I stared blankly at the wrinkled gloves. “I like them because they’re thinner than the usual work gloves. Even the ones made for women. They stretch with your hand movements. You can wear them all day for all sorts of jobs and they don’t chafe.” I pressed my fingers against my eyes. “And I’m blathering. Sorry. What else did you want to know?”
“We’ll hold on to these,” he said, placing the bag on the table. “We might be able to capture some prints off them.”
“That would be great, but they’ll probably just find my prints.”
“Someone else wore them after you did, Shannon. We’ll see what we can get.”
I pressed my lips together, hesitant to ask the next question. But I really needed to know. “What happened to Jennifer?”
“She was strangled, left for dead.”
“She’s dead?”
“No, but she’s in bad shape.”
“Someone strangled her while wearing my gloves?” I tried to swallow around the giant lump in my throat. I felt sick to my stomach and it wasn’t from cookies. The thought of a person slipping their hands into my gloves and using them to choke someone to death was hideous.
“She’s not dead,” I said, my voice barely above a whisper.
“No. She’ll survive.” He rested one arm on the table. “How well do you know her?”
“Well enough to hate her.” Crap. I couldn’t believe I’d said it out loud.
Eric sat back in his chair and observed me. “That’s honest, anyway.”
“You’ll find out if you ask the right people, so I might as well be the one to tell you. We really don’t like each other. She’s spiteful and calculating and just plain awful. We went to high school together and never managed to hit it off, to say the least. She pretty much tries to make my life a living hell as often as possible.”
“She was at the gym the night your equipment broke.”
“Yeah,” I said darkly. “And up until an hour ago, I was certain that she was the one who’d attacked me.”
“It seems unlikely now,” he said without humor.
“I suppose,” I said, resigned to the fact that I was dead wrong. Again. “Anyway, I don’t like her, but I don’t wish her harm, either.”
“Fair enough,” he said.
I stared at my pink gloves, dismayed that another one of my belongings had been used in such a destructive, evil way. I huffed out a breath. “So, how’s she doing?”
“She’s in a coma,” he said flatly.
I stared across the table, met his determined gaze with my own. “We really need to find this guy soon.”

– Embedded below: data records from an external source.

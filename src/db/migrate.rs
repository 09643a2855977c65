use crate::ui::messages::success;
use rusqlite::{Connection, OptionalExtension, Result};

/// One schema step. Applied steps are recorded in the `log` table as
/// `migration_applied` rows and never run twice.
struct Migration {
    version: &'static str,
    description: &'static str,
    sql: &'static str,
}

const MIGRATIONS: &[Migration] = &[
    Migration {
        version: "20250901_0001_initial_schema",
        description: "Created students, attendance and notifications tables",
        sql: r#"
        CREATE TABLE IF NOT EXISTS students (
            id             INTEGER PRIMARY KEY AUTOINCREMENT,
            id_number      TEXT NOT NULL UNIQUE,
            name           TEXT NOT NULL,
            class          TEXT NOT NULL,
            parent_name    TEXT NOT NULL,
            parent_contact TEXT NOT NULL,
            parent_email   TEXT NOT NULL DEFAULT '',
            parent_address TEXT NOT NULL DEFAULT '',
            photo          TEXT,
            qr_value       TEXT,
            created_at     TEXT NOT NULL
        );

        CREATE TABLE IF NOT EXISTS attendance (
            id           INTEGER PRIMARY KEY AUTOINCREMENT,
            student_id   TEXT NOT NULL,
            student_name TEXT NOT NULL,
            direction    TEXT NOT NULL CHECK(direction IN ('IN','OUT')),
            timestamp    TEXT NOT NULL,
            location     TEXT NOT NULL,
            scanner      TEXT NOT NULL CHECK(scanner IN ('bus','school')),
            recorded_by  TEXT NOT NULL DEFAULT ''
        );

        CREATE INDEX IF NOT EXISTS idx_attendance_student ON attendance(student_id);

        CREATE TABLE IF NOT EXISTS notifications (
            id             INTEGER PRIMARY KEY AUTOINCREMENT,
            student_id     TEXT NOT NULL,
            student_name   TEXT NOT NULL,
            parent_name    TEXT NOT NULL DEFAULT '',
            parent_email   TEXT NOT NULL DEFAULT '',
            parent_contact TEXT NOT NULL DEFAULT '',
            message        TEXT NOT NULL,
            kind           TEXT NOT NULL,
            direction      TEXT NOT NULL CHECK(direction IN ('IN','OUT')),
            location       TEXT NOT NULL DEFAULT '',
            status         TEXT NOT NULL DEFAULT 'sent',
            is_read        INTEGER NOT NULL DEFAULT 0,
            created_at     TEXT NOT NULL
        );
        "#,
    },
    Migration {
        version: "20250915_0002_leave_applications",
        description: "Created leave_applications table",
        sql: r#"
        CREATE TABLE IF NOT EXISTS leave_applications (
            id            INTEGER PRIMARY KEY AUTOINCREMENT,
            student_name  TEXT NOT NULL,
            student_class TEXT NOT NULL,
            roll          TEXT NOT NULL,
            reason        TEXT NOT NULL,
            from_date     TEXT NOT NULL,
            to_date       TEXT NOT NULL,
            status        TEXT NOT NULL DEFAULT 'Pending'
                          CHECK(status IN ('Pending','Approved','Disapproved')),
            created_at    TEXT NOT NULL
        );

        CREATE INDEX IF NOT EXISTS idx_leave_roll ON leave_applications(roll);
        "#,
    },
    Migration {
        version: "20251002_0003_scan_memo",
        description: "Created scan_memo table and parent lookup index",
        sql: r#"
        CREATE TABLE IF NOT EXISTS scan_memo (
            station     TEXT NOT NULL,
            student_id  TEXT NOT NULL,
            direction   TEXT NOT NULL CHECK(direction IN ('IN','OUT')),
            resolved_at TEXT NOT NULL,
            PRIMARY KEY (station, student_id)
        );

        CREATE INDEX IF NOT EXISTS idx_notifications_parent ON notifications(parent_email);
        "#,
    },
    Migration {
        version: "20251020_0004_buses_and_schedules",
        description: "Created buses and bus_schedules, linked students to buses, \
                      allowed notifications without a direction",
        sql: r#"
        CREATE TABLE IF NOT EXISTS buses (
            id             INTEGER PRIMARY KEY AUTOINCREMENT,
            name           TEXT NOT NULL UNIQUE,
            driver_name    TEXT NOT NULL,
            driver_contact TEXT NOT NULL,
            created_at     TEXT NOT NULL
        );

        CREATE TABLE IF NOT EXISTS bus_schedules (
            id         INTEGER PRIMARY KEY AUTOINCREMENT,
            bus_id     INTEGER NOT NULL REFERENCES buses(id),
            date       TEXT NOT NULL,
            time       TEXT NOT NULL,
            info       TEXT NOT NULL DEFAULT '',
            updated_at TEXT NOT NULL
        );

        CREATE INDEX IF NOT EXISTS idx_schedules_bus_date ON bus_schedules(bus_id, date);

        ALTER TABLE students ADD COLUMN bus_id INTEGER REFERENCES buses(id);

        CREATE TABLE notifications_v4 (
            id             INTEGER PRIMARY KEY AUTOINCREMENT,
            student_id     TEXT NOT NULL,
            student_name   TEXT NOT NULL,
            parent_name    TEXT NOT NULL DEFAULT '',
            parent_email   TEXT NOT NULL DEFAULT '',
            parent_contact TEXT NOT NULL DEFAULT '',
            message        TEXT NOT NULL,
            kind           TEXT NOT NULL,
            direction      TEXT CHECK(direction IS NULL OR direction IN ('IN','OUT')),
            location       TEXT NOT NULL DEFAULT '',
            status         TEXT NOT NULL DEFAULT 'sent',
            is_read        INTEGER NOT NULL DEFAULT 0,
            created_at     TEXT NOT NULL
        );

        INSERT INTO notifications_v4
        SELECT id, student_id, student_name, parent_name, parent_email, parent_contact,
               message, kind, direction, location, status, is_read, created_at
        FROM notifications;

        DROP TABLE notifications;
        ALTER TABLE notifications_v4 RENAME TO notifications;

        CREATE INDEX IF NOT EXISTS idx_notifications_parent ON notifications(parent_email);
        "#,
    },
];

/// Ensure that the `log` table exists; it also tracks applied migrations.
fn ensure_log_table(conn: &Connection) -> Result<()> {
    conn.execute_batch(
        r#"
        CREATE TABLE IF NOT EXISTS log (
            id        INTEGER PRIMARY KEY AUTOINCREMENT,
            date      TEXT NOT NULL,
            operation TEXT NOT NULL,
            target    TEXT DEFAULT '',
            message   TEXT NOT NULL
        );
        "#,
    )?;
    Ok(())
}

fn is_applied(conn: &Connection, version: &str) -> Result<bool> {
    let mut chk = conn.prepare(
        "SELECT 1 FROM log
         WHERE operation = 'migration_applied' AND target = ?1
         LIMIT 1",
    )?;
    Ok(chk.query_row([version], |_| Ok(())).optional()?.is_some())
}

fn apply(conn: &Connection, m: &Migration) -> Result<()> {
    let tx = conn.unchecked_transaction()?;

    tx.execute_batch(m.sql)?;
    tx.execute(
        "INSERT INTO log (date, operation, target, message)
         VALUES (datetime('now'), 'migration_applied', ?1, ?2)",
        [m.version, m.description],
    )?;

    tx.commit()?;

    success(format!("Migration applied: {} → {}", m.version, m.description));
    Ok(())
}

/// Public entry point: run all pending migrations, in order.
/// Returns how many were applied.
pub fn run_pending_migrations(conn: &Connection) -> Result<usize> {
    ensure_log_table(conn)?;

    let mut applied = 0;
    for m in MIGRATIONS {
        if is_applied(conn, m.version)? {
            continue;
        }
        apply(conn, m)?;
        applied += 1;
    }

    Ok(applied)
}

#[cfg(test)]
mod tests {
    use super::*;

    #[test]
    fn migrations_are_idempotent() {
        let conn = Connection::open_in_memory().unwrap();
        assert_eq!(run_pending_migrations(&conn).unwrap(), MIGRATIONS.len());
        assert_eq!(run_pending_migrations(&conn).unwrap(), 0);

        let tables: i64 = conn
            .query_row(
                "SELECT COUNT(*) FROM sqlite_master WHERE type='table'
                 AND name IN ('students','attendance','notifications','leave_applications',
                              'scan_memo','buses','bus_schedules')",
                [],
                |row| row.get(0),
            )
            .unwrap();
        assert_eq!(tables, 7);
    }

    #[test]
    fn notifications_survive_direction_relaxation() {
        let conn = Connection::open_in_memory().unwrap();
        ensure_log_table(&conn).unwrap();
        for m in &MIGRATIONS[..3] {
            apply(&conn, m).unwrap();
        }
        conn.execute(
            "INSERT INTO notifications (student_id, student_name, message, kind, direction, created_at)
             VALUES ('STD001', 'Ana', 'marked IN', 'bus', 'IN', '2025-10-01T07:00:00.000Z')",
            [],
        )
        .unwrap();

        assert_eq!(run_pending_migrations(&conn).unwrap(), 1);

        let dir: Option<String> = conn
            .query_row("SELECT direction FROM notifications WHERE id = 1", [], |r| r.get(0))
            .unwrap();
        assert_eq!(dir.as_deref(), Some("IN"));

        conn.execute(
            "INSERT INTO notifications (student_id, student_name, message, kind, created_at)
             VALUES ('STD001', 'Ana', 'Bus schedule updated', 'schedule', '2025-10-02T07:00:00.000Z')",
            [],
        )
        .unwrap();
        assert!(
            conn.execute(
                "INSERT INTO notifications (student_id, student_name, message, kind, direction, created_at)
                 VALUES ('STD001', 'Ana', 'x', 'bus', 'SIDEWAYS', '2025-10-02T07:00:00.000Z')",
                [],
            )
            .is_err()
        );
    }
}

He leaned toward me. “I did not just hear you say we. There is no we, Red. You’re going home and locking your doors until this creep is behind bars. Get it?”
I frowned. “Okay.”
“Because on the off chance that you missed it,” he whispered angrily, “this is another case where the killer went after a person that you don’t like. See the pattern coming back?”
My eyes widened. “Oh no.”
“Yeah, and they’re still using your own tools to try to frame you. So while someone is out there continuing to play games with your life, I would prefer that you not make yourself a target. They already tried to kill you once. Maybe more than once, considering all those so-called coincidences. I don’t want them trying it again. You got that?”
I nodded. “I got it.”
“Good.”
Even though I believed Eric was right, I still couldn’t stay home all day. I called him to let him know I had to go to work. I told him I’d be careful to stay where I could be seen by one of my crew at all times and I would always go home before dark.
The first day back on the job, I noticed a police cruiser driving by and slowing down. It happened five times in total that day. I was grateful, really, but it didn’t help that my guys were starting to tease me about being a fugitive from justice.
I was also a little irked when I found out that the chief had talked to Mac. So now he stood outside by the back gate every afternoon and waited for me to get home, then watched me walk into the house and lock the door behind me. The second day he did it, I turned around and watched him jog up the garage stairs and disappear into his apartment. Okay. So this routine was not exactly conducive to any sort of male-female bonding, the kind that would set Lizzie’s tender heart a-pounding. Basically, I felt like he was babysitting me.